Leandro

Personal information
- Full name: Leandro Paulo Roberto Souza
- Date of birth: 23 February 1987 (age 39)
- Place of birth: Pernambuco, Brazil
- Height: 1.89 m (6 ft 2 in)
- Position: Forward

Team information
- Current team: Torreense
- Number: 9

Senior career*
- Years: Team / Apps / (Gls)
- 2006–2007: Lagartense
- 2007–2008: Ribeirão / 9 / (2)
- 2008–2009: Alpendorada / 4 / (0)
- 2009–2010: Mêda / 29 / (6)
- 2010–2011: Benfica Castelo Branco / 22 / (4)
- 2011–2012: Boavista / 23 / (2)
- 2012–2013: Mirandela / 26 / (15)
- 2013–2014: Doxa / 29 / (10)
- 2014–2015: Moreirense / 15 / (1)
- 2015–2016: Famalicão / 36 / (14)
- 2016–2017: Desportivo das Aves / 8 / (1)
- 2017–2018: União de Leiria / 29 / (16)
- 2018–2019: Vizela / 33 / (12)
- 2019: Vilafranquense / 5 / (0)
- 2020–: Torreense / 7 / (1)

= Leandro Souza (footballer, born 1987) =

Brazilian footballer

Leandro Paulo Roberto Souza (born 23 February 1987) is a Brazilian footballer who plays for S.C.U. Torreense.

==Club career==
After playing for local club Lagartense, Leandro started his Portuguese journey playing for Ribeirão, Alpendorada, Mêda, Benfica Castelo Branco, Boavista, Mirandela in the third division.
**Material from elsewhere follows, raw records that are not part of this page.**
use std::net::SocketAddr;
use std::str::FromStr;
use std::time::Duration;

use alloy_primitives::{Address, B256};
use sponsorkit_common::SponsorError;
use thiserror::Error;
use url::Url;

use crate::chains::{ChainConfig, ChainConfigResolver, NetworkSecrets};

pub const DEFAULT_POLL_INTERVAL_MS: u64 = 5000;
pub const DEFAULT_RELAY_URL: &str = "https://api.gelato.digital";
pub const DEFAULT_GATEWAY_ADDR: &str = "0.0.0.0:8080";

#[derive(Error, Debug)]
pub enum ConfigError {
    #[error("missing required configuration value {0}")]
    Missing(&'static str),
    #[error("invalid value for {name}: {reason}")]
    Invalid { name: &'static str, reason: String },
}

impl From<ConfigError> for SponsorError {
    fn from(err: ConfigError) -> Self {
        SponsorError::Config(err.to_string())
    }
}

/// Startup configuration, read once from the environment.
#[derive(Debug, Clone)]
pub struct EnvConfig {
    pub secrets: NetworkSecrets,
    pub identity_client_id: String,
    pub wallet_factory: Address,
    pub wallet_init_code_hash: B256,
    /// Chain selection identifier; `None` selects the default network.
    pub chain_id: Option<String>,
    pub poll_interval: Duration,
    pub relay_url: Url,
    /// Listen address of the HTTP gateway.
    pub gateway_addr: SocketAddr,
}

impl EnvConfig {
    pub fn from_env() -> Result<Self, ConfigError> {
        Self::from_lookup(|key| std::env::var(key).ok())
    }

    pub fn from_lookup<F>(lookup: F) -> Result<Self, ConfigError>
    where
        F: Fn(&str) -> Option<String>,
    {
        let secrets = NetworkSecrets {
            sponsor_api_key: required(&lookup, "SPONSOR_API_KEY")?,
            sponsor_api_key_mainnet: required(&lookup, "SPONSOR_API_KEY_MAINNET")?,
            mumbai_rpc_url: parse_url("MUMBAI_RPC_URL", &required(&lookup, "MUMBAI_RPC_URL")?)?,
            base_goerli_rpc_url: parse_url(
                "BASEGOERLI_RPC_URL",
                &required(&lookup, "BASEGOERLI_RPC_URL")?,
            )?,
            gnosis_rpc_url: parse_url("GNOSIS_RPC_URL", &required(&lookup, "GNOSIS_RPC_URL")?)?,
        };

        let wallet_factory = parse_value::<Address>(
            "WALLET_FACTORY_ADDRESS",
            &required(&lookup, "WALLET_FACTORY_ADDRESS")?,
        )?;
        let wallet_init_code_hash = parse_value::<B256>(
            "WALLET_INIT_CODE_HASH",
            &required(&lookup, "WALLET_INIT_CODE_HASH")?,
        )?;

        let poll_interval = match optional(&lookup, "POLL_INTERVAL_MS") {
            Some(raw) => {
                let ms = parse_value::<u64>("POLL_INTERVAL_MS", &raw)?;
                if ms == 0 {
                    return Err(ConfigError::Invalid {
                        name: "POLL_INTERVAL_MS",
                        reason: "must be greater than zero".into(),
                    });
                }
                Duration::from_millis(ms)
            }
            None => Duration::from_millis(DEFAULT_POLL_INTERVAL_MS),
        };

        let relay_url = match optional(&lookup, "RELAY_URL") {
            Some(raw) => parse_url("RELAY_URL", &raw)?,
            None => parse_url("RELAY_URL", DEFAULT_RELAY_URL)?,
        };

        let gateway_addr = match optional(&lookup, "GATEWAY_ADDR") {
            Some(raw) => parse_value::<SocketAddr>("GATEWAY_ADDR", &raw)?,
            None => parse_value::<SocketAddr>("GATEWAY_ADDR", DEFAULT_GATEWAY_ADDR)?,
        };

        Ok(Self {
            secrets,
            identity_client_id: required(&lookup, "IDENTITY_CLIENT_ID")?,
            wallet_factory,
            wallet_init_code_hash,
            chain_id: optional(&lookup, "CHAIN_ID"),
            poll_interval,
            relay_url,
            gateway_addr,
        })
    }

    pub fn resolver(&self) -> ChainConfigResolver {
        ChainConfigResolver::new(self.secrets.clone())
    }

    /// Resolve the configured chain selection.
    pub fn chain_config(&self) -> ChainConfig {
        self.resolver().resolve(self.chain_id.as_deref())
    }
}

fn optional<F>(lookup: &F, name: &str) -> Option<String>
where
    F: Fn(&str) -> Option<String>,
{
    lookup(name)
        .map(|v| v.trim().to_string())
        .filter(|v| !v.is_empty())
}

fn required<F>(lookup: &F, name: &'static str) -> Result<String, ConfigError>
where
    F: Fn(&str) -> Option<String>,
{
    optional(lookup, name).ok_or(ConfigError::Missing(name))
}

fn parse_url(name: &'static str, raw: &str) -> Result<Url, ConfigError> {
    Url::parse(raw).map_err(|e| ConfigError::Invalid {
        name,
        reason: e.to_string(),
    })
}

fn parse_value<T>(name: &'static str, raw: &str) -> Result<T, ConfigError>
where
    T: FromStr,
    T::Err: std::fmt::Display,
{
    raw.parse::<T>().map_err(|e| ConfigError::Invalid {
        name,
        reason: e.to_string(),
    })
}

#[cfg(test)]
mod tests {
    use super::*;
    use crate::chains::Network;
    use std::collections::HashMap;

    fn base_env() -> HashMap<&'static str, String> {
        HashMap::from([
            ("SPONSOR_API_KEY", "testnet-key".to_string()),
            ("SPONSOR_API_KEY_MAINNET", "mainnet-key".to_string()),
            ("MUMBAI_RPC_URL", "https://mumbai.example".to_string()),
            ("BASEGOERLI_RPC_URL", "https://base-goerli.example".to_string()),
            ("GNOSIS_RPC_URL", "https://gnosis.example".to_string()),
            ("IDENTITY_CLIENT_ID", "client-123".to_string()),
            (
                "WALLET_FACTORY_ADDRESS",
                "0x00000000000000000000000000000000000000fa".to_string(),
            ),
            ("WALLET_INIT_CODE_HASH", format!("0x{}", "ab".repeat(32))),
        ])
    }

    fn load(env: &HashMap<&'static str, String>) -> Result<EnvConfig, ConfigError> {
        EnvConfig::from_lookup(|k| env.get(k).cloned())
    }

    #[test]
    fn test_load_with_defaults() {
        let cfg = load(&base_env()).unwrap();
        assert_eq!(cfg.identity_client_id, "client-123");
        assert_eq!(cfg.poll_interval, Duration::from_millis(5000));
        assert_eq!(cfg.relay_url.as_str(), "https://api.gelato.digital/");
        assert_eq!(cfg.gateway_addr, "0.0.0.0:8080".parse::<SocketAddr>().unwrap());
        assert!(cfg.chain_id.is_none());
        assert_eq!(cfg.chain_config().network, Network::Mumbai);
    }

    #[test]
    fn test_missing_required_value() {
        let mut env = base_env();
        env.remove("SPONSOR_API_KEY_MAINNET");
        assert!(matches!(
            load(&env),
            Err(ConfigError::Missing("SPONSOR_API_KEY_MAINNET"))
        ));
    }

    #[test]
    fn test_blank_value_counts_as_missing() {
        let mut env = base_env();
        env.insert("IDENTITY_CLIENT_ID", "   ".into());
        assert!(matches!(
            load(&env),
            Err(ConfigError::Missing("IDENTITY_CLIENT_ID"))
        ));
    }

    #[test]
    fn test_invalid_rpc_url() {
        let mut env = base_env();
        env.insert("GNOSIS_RPC_URL", "not a url".into());
        assert!(matches!(
            load(&env),
            Err(ConfigError::Invalid { name: "GNOSIS_RPC_URL", .. })
        ));
    }

    #[test]
    fn test_poll_interval_override_and_zero() {
        let mut env = base_env();
        env.insert("POLL_INTERVAL_MS", "250".into());
        assert_eq!(load(&env).unwrap().poll_interval, Duration::from_millis(250));

        env.insert("POLL_INTERVAL_MS", "0".into());
        assert!(matches!(
            load(&env),
            Err(ConfigError::Invalid { name: "POLL_INTERVAL_MS", .. })
        ));
    }

    #[test]
    fn test_gateway_addr_override_and_invalid() {
        let mut env = base_env();
        env.insert("GATEWAY_ADDR", "127.0.0.1:9090".into());
        assert_eq!(
            load(&env).unwrap().gateway_addr,
            "127.0.0.1:9090".parse::<SocketAddr>().unwrap()
        );

        env.insert("GATEWAY_ADDR", "localhost".into());
        assert!(matches!(
            load(&env),
            Err(ConfigError::Invalid { name: "GATEWAY_ADDR", .. })
        ));
    }

    #[test]
    fn test_chain_selection() {
        let mut env = base_env();
        env.insert("CHAIN_ID", "100".into());
        let cfg = load(&env).unwrap();
        let chain = cfg.chain_config();
        assert_eq!(chain.chain_id, 100);
        assert_eq!(chain.api_key, "mainnet-key");
    }

    #[test]
    fn test_config_error_converts() {
        let err: SponsorError = ConfigError::Missing("SPONSOR_API_KEY").into();
        assert!(matches!(err, SponsorError::Config(_)));
    }
}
While playing for Mirandela, Leandro scored 15 goals and he became the third highest scorer in Portuguese Second Division.

In the summer of 2013, Leandro joined Doxa Katokopias of Cypriot First Division.

On the last day of the summer transfer window, 31 August 2014, Leandro signed a one-year deal with newly promoted Portuguese side Moreirense.